It was probably the convalescent center that attracted his attention most of all. If you were there you had been shot, stabbed, blown up, or otherwise rendered incapacitated by all sorts of enemy military war-making paraphernalia. Also, just behind the facility was a hill upon which sat a huge water storage tank capable of holding enough water to supply a good sized city. Painted on the side of the tank was a Red Cross about twenty feet wide, displayed most likely to dissuade the enemy from trying to do further harm, via mortar and rocket attacks to the seriously wounded men presently being cared for.
Heywood settled into his temporary home dreaming of getting lucky enough to be assigned to the very place he parked his rear end right at that moment. If he never saw another square inch of the country, that was okay with him. He would be satisfied to read about the war in the papers. Or, if he got bored he could walk the one hundred yards over to the hospital and talk to the wounded soldiers who already had first-hand experience with visiting other parts of this exotic country.
As Heywood later recalled, the remainder of that first day crawled along like syrup on a Detroit sidewalk in December. By his reckoning, he had three hundred and sixty-four more days and a wakeup remaining. All he wanted to know right then was where that place would be. As the daylight eventually turned to darkness and all the perimeter defenses were manned, search lights scanned the perimeter wire as occasional flares rose in the sky like fireworks on the Fourth of July. He determined to try to relax and get prepared for the following day when he would finally be notified as to just where he would call home in Vietnam for the next twelve months.
Unfortunately for him sleep was not to come. Heywood was wired tight. Plus the partly screened-in barracks he was assigned to didn’t let enough air in to counter the stifling heat. He got up to get a drink of the cold ice water they kept in a big canvas bag hanging besides the headquarters building. He expected the cold water, plus a couple of cigarettes might help to settle him down. He had a whole year to go, so it wouldn’t help matters to get flustered right out of the gate.
The short walk to the HQ building helped to relax Heywood.
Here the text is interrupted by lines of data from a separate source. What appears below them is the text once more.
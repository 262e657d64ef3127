//! Transport abstractions over the broker protocol libraries.
//!
//! The bridge core talks to brokers only through the traits in this module:
//!
//! - [`ExchangeConnector`] → [`ExchangeConnection`] → [`ExchangeChannel`] for
//!   the topic-exchange protocol (AMQP 0-9-1)
//! - [`PubSubConnector`] → [`PubSubClient`] for the lightweight pub/sub
//!   protocol (MQTT 3.1.1)
//! - [`DeliveryStream`] / [`Delivery`] for inbound messages of either protocol
//!
//! Implementations:
//! - [`amqp::AmqpConnector`] backed by `lapin`
//! - [`mqtt::MqttConnector`] backed by `rumqttc`
//! - [`memory::MemoryBroker`], an in-process broker implementing both sides

pub mod amqp;
pub mod memory;
pub mod mqtt;

use std::time::Duration;

use async_trait::async_trait;
use thiserror::Error;

/// Result type alias using [`TransportError`].
pub type TransportResult<T> = std::result::Result<T, TransportError>;

/// Errors reported by a transport implementation.
#[derive(Debug, Error)]
pub enum TransportError {
    #[error(transparent)]
    Amqp(#[from] lapin::Error),

    #[error(transparent)]
    MqttClient(#[from] rumqttc::ClientError),

    #[error(transparent)]
    MqttConnection(#[from] rumqttc::ConnectionError),

    /// The broker refused the request.
    #[error("{0}")]
    Rejected(String),

    /// No acknowledgment arrived in time.
    #[error("no acknowledgment within {0:?}")]
    AckTimeout(Duration),

    /// The connection went away while the request was pending.
    #[error("connection closed")]
    Closed,
}

/// One inbound message.
#[async_trait]
pub trait Delivery: Send + Sync + 'static {
    /// Raw message body.
    fn payload(&self) -> &[u8];

    /// Positively acknowledge the delivery.
    async fn ack(&self) -> TransportResult<()>;

    /// Reject the delivery without requeueing it.
    async fn reject(&self) -> TransportResult<()>;
}

/// Ordered stream of deliveries for one subscription.
///
/// Yields `None` once the underlying subscription or connection is gone.
#[async_trait]
pub trait DeliveryStream: Send + 'static {
    type Delivery: Delivery;

    async fn next(&mut self) -> Option<TransportResult<Self::Delivery>>;
}

/// Opens connections to an exchange-protocol broker.
#[async_trait]
pub trait ExchangeConnector: Send + Sync + 'static {
    type Connection: ExchangeConnection;

    async fn connect(&self, uri: &str) -> TransportResult<Self::Connection>;
}

/// A live exchange-protocol connection.
#[async_trait]
pub trait ExchangeConnection: Send + Sync + 'static {
    type Channel: ExchangeChannel;

    async fn open_channel(&self) -> TransportResult<Self::Channel>;

    async fn close(&self) -> TransportResult<()>;
}

/// A channel multiplexed on an exchange-protocol connection.
#[async_trait]
pub trait ExchangeChannel: Send + Sync + 'static {
    type Consumer: DeliveryStream;

    /// Declare a durable topic exchange.
    async fn declare_exchange(&self, name: &str) -> TransportResult<()>;

    /// Declare a durable queue.
    async fn declare_queue(&self, name: &str) -> TransportResult<()>;

    async fn bind_queue(&self, queue: &str, exchange: &str, routing_key: &str)
    -> TransportResult<()>;

    /// Publish a persistent message.
    async fn publish(&self, exchange: &str, routing_key: &str, payload: &[u8])
    -> TransportResult<()>;

    async fn set_prefetch(&self, count: u16) -> TransportResult<()>;

    /// Start a manual-acknowledgment consumer on a queue.
    async fn consume(&self, queue: &str) -> TransportResult<Self::Consumer>;

    async fn close(&self) -> TransportResult<()>;
}

/// Everything a pub/sub client needs to reach its broker.
#[derive(Debug, Clone, PartialEq, Eq)]
pub struct PubSubConnectOptions {
    pub client_id: String,
    pub host: String,
    pub port: u16,
    pub username: String,
    pub password: String,
    pub keep_alive: Duration,
    pub connect_timeout: Duration,
    pub retry_interval: Duration,
    pub ack_timeout: Duration,
    pub disconnect_grace: Duration,
}

/// Opens pub/sub clients.
///
/// `connect` resolves once the broker accepted the session, or fails when the
/// broker refused the handshake. Callers bound the wait themselves; dropping
/// the future must release everything it opened.
#[async_trait]
pub trait PubSubConnector: Send + Sync + 'static {
    type Client: PubSubClient;

    async fn connect(&self, options: &PubSubConnectOptions) -> TransportResult<Self::Client>;
}

/// A live pub/sub client session.
#[async_trait]
pub trait PubSubClient: Send + Sync + 'static {
    type Subscription: DeliveryStream;

    /// Whether the session is currently up (false while reconnecting).
    fn is_connected(&self) -> bool;

    /// Publish and wait for the broker's acknowledgment.
    async fn publish(&self, topic: &str, qos: u8, payload: Vec<u8>) -> TransportResult<()>;

    /// Subscribe and wait for the broker's acknowledgment.
    async fn subscribe(&self, topic: &str, qos: u8) -> TransportResult<Self::Subscription>;

    /// Unsubscribe and wait for the broker's acknowledgment.
    async fn unsubscribe(&self, topic: &str) -> TransportResult<()>;

    async fn disconnect(&self);
}

/// Match an MQTT topic name against a topic filter (`+` and `#` wildcards).
pub fn topic_matches(filter: &str, topic: &str) -> bool {
    let mut filter_levels = filter.split('/');
    let mut topic_levels = topic.split('/');

    // Wildcards never match topics starting with '$'
    if topic.starts_with('$') && (filter.starts_with('+') || filter.starts_with('#')) {
        return false;
    }

    loop {
        match (filter_levels.next(), topic_levels.next()) {
            (Some("#"), _) => return true,
            (Some("+"), Some(_)) => {}
            (Some(f), Some(t)) if f == t => {}
            (None, None) => return true,
            _ => return false,
        }
    }
}

#[cfg(test)]
mod tests {
    use super::*;

    #[test]
    fn test_topic_matches_exact() {
        assert!(topic_matches("sensors/temp", "sensors/temp"));
        assert!(!topic_matches("sensors/temp", "sensors/humidity"));
        assert!(!topic_matches("sensors/temp", "sensors/temp/room1"));
        assert!(!topic_matches("sensors/temp/room1", "sensors/temp"));
    }

    #[test]
    fn test_topic_matches_single_level() {
        assert!(topic_matches("sensors/+", "sensors/temp"));
        assert!(topic_matches("+/temp", "kitchen/temp"));
        assert!(!topic_matches("sensors/+", "sensors/temp/room1"));
        assert!(topic_matches("sensors/+", "sensors/"));
    }

    #[test]
    fn test_topic_matches_multi_level() {
        assert!(topic_matches("#", "anything/at/all"));
        assert!(topic_matches("sensors/#", "sensors/temp/room1"));
        assert!(topic_matches("sensors/#", "sensors"));
        assert!(!topic_matches("sensors/#", "actuators/valve"));
    }

    #[test]
    fn test_system_topics_hidden_from_wildcards() {
        assert!(!topic_matches("#", "$SYS/broker/uptime"));
        assert!(!topic_matches("+/broker/uptime", "$SYS/broker/uptime"));
        assert!(topic_matches("$SYS/#", "$SYS/broker/uptime"));
    }
}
All the flares and search lights in constant use at the perimeter wire no longer held his interest as they had earlier. There were thousands of troops with automatic weapons guarding every inch of the place. Someone would have to be crazy to attack the base. It was as big as a medium-sized city back home. There were literally thousands of soldiers and choppers as well as Air Force jet fighters ready to destroy anything that even looked like it might pose a threat.
Soon, a paper cup filled with ice cold water drawn from the large canvas bag helped to calm Heywood’s nerves. He lit a cigarette, sat down on the soft sandy ground, and leaned back against the sand bags that surrounded the HQ building.
“Just take it easy,” he told himself. “One little step at a time. One day at a time. That’s what I need to do.”
Heywood soon lost track of the time as he regained some control over his emotions. He knew he could get through this if he kept his wits about him. There were five hundred thousand GIs just like him in country, and if those guys could put up with this craziness, then he could also put up with it.
Heywood soon felt much better. He planned to make these little self-reflection sessions a common occurrence. If he just remembered to do -
Boom! Boom! The loud explosions shocked Heywood back to reality.
“What the hell is happening?” he asked aloud.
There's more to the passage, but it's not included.